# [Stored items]
impl Viewer {
    /// Creates a viewer growing the genome named in `settings`, or a random
    /// one if none was given or it failed to load.
    pub fn new(settings: ViewerSettings) -> Self {
        let mut rng = match settings.seed {
            Some(seed) => StdRng::seed_from_u64(seed),
            None => StdRng::from_os_rng(),
        };

        let mut status = String::from("ready");
        let genom = match settings.genome_path.as_deref() {
            Some(path) => match load_genom(path) {
                Ok(genom) => {
                    info!(path = %path.display(), "genome loaded");
                    genom
                }
                Err(err) => {
                    warn!(%err, "falling back to a random genome");
                    status = err.to_string();
                    PlantGenom::random(DEFAULT_GENERATIONS, &mut rng)
                }
            },
            None => PlantGenom::random(DEFAULT_GENERATIONS, &mut rng),
        };
        let genom = Arc::new(genom);

        let growth_cfg = GrowthConfig::default();
        let plant = Plant::with_config(
            Arc::clone(&genom),
            settings.start_pos,
            growth_cfg,
            StdRng::seed_from_u64(rng.random()),
        );

        let table_edit = genom.table();

        Self {
            genom,
            plant,
            canvas: Canvas::new(CANVAS_SIZE, CANVAS_SIZE, Color::WHITE),
            growth_cfg,
            smash_cfg: SmashConfig::default(),
            start_pos: settings.start_pos,
            rng,
            running: false,
            steps_per_frame: settings.steps_per_frame.max(1),
            zoom: 0.6,
            pan: egui::vec2(0.0, 0.0),
            genome_path: settings
                .genome_path
                .map(|p| p.display().to_string())
                .unwrap_or_default(),
            partner_path: String::new(),
            table_edit,
            status,
        }
    }

    /// Starts a fresh growth run of the current genome with the current
    /// growth config, clearing the canvas.
    fn regrow(&mut self) {
        self.plant = Plant::with_config(
            Arc::clone(&self.genom),
            self.start_pos,
            self.growth_cfg,
            StdRng::seed_from_u64(self.rng.random()),
        );
        self.canvas.clear();
    }

    /// Replaces the genome and regrows.
    fn set_genom(&mut self, genom: PlantGenom) {
        self.table_edit = genom.table();
        self.genom = Arc::new(genom);
        self.regrow();
    }

    fn randomize(&mut self) {
        let genom = PlantGenom::random(DEFAULT_GENERATIONS, &mut self.rng);
        self.set_genom(genom);
        self.status = String::from("random genome");
    }

    /// Advances growth by one step and paints the emitted circles.
    fn step_once(&mut self) {
        if self.plant.is_growing() {
            for circle in self.plant.get_circles() {
                self.canvas.draw_circle(&circle, BEVEL_DELTA);
            }
        }
    }

    /// Grows the rest of the plant in one go.
    fn grow_to_end(&mut self) {
        for circle in self.plant.grow_to_end(FAST_STEP_LIMIT) {
            self.canvas.draw_circle(&circle, BEVEL_DELTA);
        }
        self.running = false;
        self.status = if self.plant.is_growing() {
            format!("stopped after {FAST_STEP_LIMIT} steps")
        } else {
            format!("grown: {} circles", self.canvas.painted())
        };
    }

    /// Rebuilds the genome from the edited gene table and regrows.
    fn apply_table_edit(&mut self) -> Result<String, ViewerError> {
        let genom = PlantGenom::from_table(&self.table_edit)?;
        self.set_genom(genom);
        info!("genome table applied");
        Ok(String::from("genome table applied"))
    }

    fn load_from_path(&mut self) -> Result<String, ViewerError> {
        let path = PathBuf::from(self.genome_path.trim());
        let genom = load_genom(&path)?;
        self.set_genom(genom);
        info!(path = %path.display(), "genome loaded");
        Ok(format!("loaded {}", path.display()))
    }

    fn save_to_path(&self) -> Result<String, ViewerError> {
        let path = PathBuf::from(self.genome_path.trim());
        save_genom(&path, &self.genom)?;
        info!(path = %path.display(), "genome saved");
        Ok(format!("saved {}", path.display()))
    }

    /// Folds the current genome with every partner file, left to right, and
    /// grows the child. Partner paths are separated by `;`.
    fn smash_with_partners(&mut self) -> Result<String, ViewerError> {
        let paths: Vec<PathBuf> = self
            .partner_path
            .split(';')
            .map(str::trim)
            .filter(|p| !p.is_empty())
            .map(PathBuf::from)
            .collect();

        let mut genomes = Vec::with_capacity(paths.len() + 1);
        genomes.push((*self.genom).clone());
        for path in &paths {
            genomes.push(load_genom(path)?);
        }

        let child = smash::mass_smash(&genomes, &self.smash_cfg, &mut self.rng)?;
        self.set_genom(child);
        info!(
            partners = paths.len(),
            method = self.smash_cfg.method.label(),
            "genomes smashed"
        );
        Ok(format!("smashed with {} partner(s)", paths.len()))
    }

    /// Shows the outcome of a file or crossover action in the status line.
    fn report(&mut self, result: Result<String, ViewerError>) {
        self.status = match result {
            Ok(message) => message,
            Err(err) => {
                warn!(%err, "action failed");
                err.to_string()
            }
        };
    }

    /// Converts a world-space position to screen-space.
    ///
    /// World coordinates are scaled by `zoom`, offset by `pan`, and then
    /// centered inside the given `rect`. Both spaces have `y` pointing down,
    /// so no flip is needed.
    fn world_to_screen(&self, p: Vec2, rect: egui::Rect) -> egui::Pos2 {
        let center = rect.center();
        egui::pos2(
            center.x + p.x * self.zoom + self.pan.x,
            center.y + p.y * self.zoom + self.pan.y,
        )
    }

    /// Inverse of [`Viewer::world_to_screen`].
    fn screen_to_world(&self, p: egui::Pos2, rect: egui::Rect) -> Vec2 {
        let center = rect.center();
        let x = (p.x - center.x - self.pan.x) / self.zoom;
        let y = (p.y - center.y - self.pan.y) / self.zoom;
        Vec2::new(x, y)
    }

    /// Helper to draw a labeled `f32` [`egui::DragValue`].
    fn labeled_drag_f32(
        ui: &mut egui::Ui,
        label: &str,
        value: &mut f32,
        range: std::ops::RangeInclusive<f32>,
        speed: f64,
    ) {
        ui.horizontal(|ui| {
            ui.label(label);
            ui.add(egui::DragValue::new(value).range(range).speed(speed));
        });
    }

    /// Helper to draw a labeled `usize` [`egui::DragValue`].
    fn labeled_drag_usize(
        ui: &mut egui::Ui,
        label: &str,
        value: &mut usize,
        range: std::ops::RangeInclusive<usize>,
        speed: f64,
    ) {
        ui.horizontal(|ui| {
            ui.label(label);
            ui.add(egui::DragValue::new(value).range(range).speed(speed));
        });
    }

    /// Builds the top panel UI (run controls, stepping, zoom).
    fn ui_top_panel(&mut self, ctx: &egui::Context) {
        egui::TopBottomPanel::top("top_panel").show(ctx, |ui| {
            ui.horizontal(|ui| {
                if ui
                    .button(if self.running { "⏸ Pause" } else { "▶ Grow" })
                    .clicked()
                {
                    self.running = !self.running;
                }

                if ui.button("Step").clicked() {
                    self.step_once();
                }

                if ui.button("Grow to end").clicked() {
                    self.grow_to_end();
                }

                if ui.button("Regrow").clicked() {
                    self.regrow();
                }

                if ui.button("Random genome").clicked() {
                    self.randomize();
                }

                ui.add(
                    egui::DragValue::new(&mut self.steps_per_frame)
                        .prefix("steps/frame = ")
                        .range(1..=200)
                        .speed(1.0),
                );

                ui.separator();
                ui.add(egui::Slider::new(&mut self.zoom, 0.1..=10.0).text("Zoom"));
            });
        });
    }

    /// Builds the bottom status bar (progress, counters, last action).
    fn ui_status_bar(&self, ctx: &egui::Context) {
        egui::TopBottomPanel::bottom("status_bar").show(ctx, |ui| {
            ui.horizontal(|ui| {
                ui.add(
                    egui::ProgressBar::new(self.plant.progress())
                        .desired_width(160.0)
                        .show_percentage(),
                );
                ui.label(format!(
                    "drawn = {} / ~{}",
                    self.plant.drawn(),
                    self.plant.total()
                ));
                ui.label(format!("frontier = {}", self.plant.frontier().len()));
                ui.separator();
                ui.label(self.status.as_str());
            });
        });
    }

    /// Builds the right-hand panel: growth parameters, genome files and
    /// crossover.
    fn ui_config_panel(&mut self, ctx: &egui::Context) {
        egui::SidePanel::right("config_panel")
            .resizable(true)
            .default_width(260.0)
            .show(ctx, |ui| {
                ui.heading("Growth");
                Self::labeled_drag_f32(
                    ui,
                    "step_len:",
                    &mut self.growth_cfg.step_len,
                    0.1..=20.0,
                    0.1,
                );
                Self::labeled_drag_f32(
                    ui,
                    "color_drift:",
                    &mut self.growth_cfg.color_drift,
                    0.0..=20.0,
                    0.1,
                );
                Self::labeled_drag_f32(
                    ui,
                    "tropism:",
                    &mut self.growth_cfg.tropism,
                    0.0..=0.2,
                    0.001,
                );
                if ui.button("Reset growth cfg").clicked() {
                    self.growth_cfg = GrowthConfig::default();
                }

                ui.separator();
                ui.heading("Genome file");
                ui.text_edit_singleline(&mut self.genome_path);
                ui.horizontal(|ui| {
                    if ui.button("Load").clicked() {
                        let result = self.load_from_path();
                        self.report(result);
                    }
                    if ui.button("Save").clicked() {
                        let result = self.save_to_path();
                        self.report(result);
                    }
                });

                ui.separator();
                ui.heading("Smash");
                ui.label("Partner genomes (; separated):");
                ui.text_edit_singleline(&mut self.partner_path);
                egui::ComboBox::from_label("method")
                    .selected_text(self.smash_cfg.method.label())
                    .show_ui(ui, |ui| {
                        for method in SmashMethod::ALL {
                            ui.selectable_value(&mut self.smash_cfg.method, method, method.label());
                        }
                    });
                ui.add(egui::Slider::new(&mut self.smash_cfg.weight, 0.0..=1.0).text("weight"));
                Self::labeled_drag_usize(
                    ui,
                    "mutations:",
                    &mut self.smash_cfg.mutations,
                    0..=180,
                    1.0,
                );
                if ui.button("Smash").clicked() {
                    let result = self.smash_with_partners();
                    self.report(result);
                }

                ui.separator();
                egui::CollapsingHeader::new("Genome table").show(ui, |ui| {
                    ui.horizontal(|ui| {
                        if ui.button("Apply").clicked() {
                            let result = self.apply_table_edit();
                            self.report(result);
                        }
                        if ui.button("Revert").clicked() {
                            self.table_edit = self.genom.table();
                        }
                    });
                    egui::ScrollArea::both().show(ui, |ui| {
                        egui::Grid::new("genome_table").striped(true).show(ui, |ui| {
                            ui.label("");
                            for generation in 0..self.genom.len() {
                                ui.label(format!("gen {generation}"));
                            }
                            ui.end_row();

                            for (gene, row) in Gene::ALL.iter().zip(self.table_edit.iter_mut()) {
                                ui.label(gene.name());
                                for value in row.iter_mut() {
                                    ui.add(egui::DragValue::new(value).speed(1.0));
                                }
                                ui.end_row();
                            }
                        });
                    });
                });
            });
    }

    /// Builds the central panel where the plant is drawn.
    fn ui_central_panel(&mut self, ctx: &egui::Context) {
        egui::CentralPanel::default().show(ctx, |ui| {
            let response = ui.allocate_response(ui.available_size(), egui::Sense::drag());
            let rect = response.rect;
            let painter = ui.painter_at(rect);

            // Pan with drag.
            if response.dragged() {
                self.pan += response.drag_delta();
            }

            // Zoom around the mouse cursor.
            let scroll = ui.ctx().input(|i| i.raw_scroll_delta.y);
            if scroll != 0.0 {
                let pointer_screen = response.hover_pos().unwrap_or(rect.center());
                let world_before = self.screen_to_world(pointer_screen, rect);

                let factor = (1.0 + scroll * 0.001).clamp(0.5, 2.0);
                self.zoom = (self.zoom * factor).clamp(0.1, 10.0);

                let screen_after = self.world_to_screen(world_before, rect);
                self.pan += pointer_screen - screen_after;
            }

            // Auto-run growth if requested.
            if self.running {
                for _ in 0..self.steps_per_frame {
                    self.step_once();
                }
                if !self.plant.is_growing() {
                    self.running = false;
                }
                ctx.request_repaint();
            }

            // Paint the retained canvas as one textured rectangle.
            let (world_min, world_max) = self.canvas.world_bounds();
            let canvas_rect = egui::Rect::from_min_max(
                self.world_to_screen(world_min, rect),
                self.world_to_screen(world_max, rect),
            );
            let texture = self.canvas.texture_id(ctx);
            painter.image(
                texture,
                canvas_rect,
                egui::Rect::from_min_max(egui::pos2(0.0, 0.0), egui::pos2(1.0, 1.0)),
                egui::Color32::WHITE,
            );

            // Mark the base of the plant.
            painter.circle_stroke(
                self.world_to_screen(self.start_pos, rect),
                4.0,
                egui::Stroke::new(1.5, egui::Color32::DARK_GRAY),
            );
        });
    }
}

# [WORK ORDER]
Check each line above for the word "saved" and copy every line that has it.

# [RESULT FOR THIS TASK]
        info!(path = %path.display(), "genome saved");
        Ok(format!("saved {}", path.display()))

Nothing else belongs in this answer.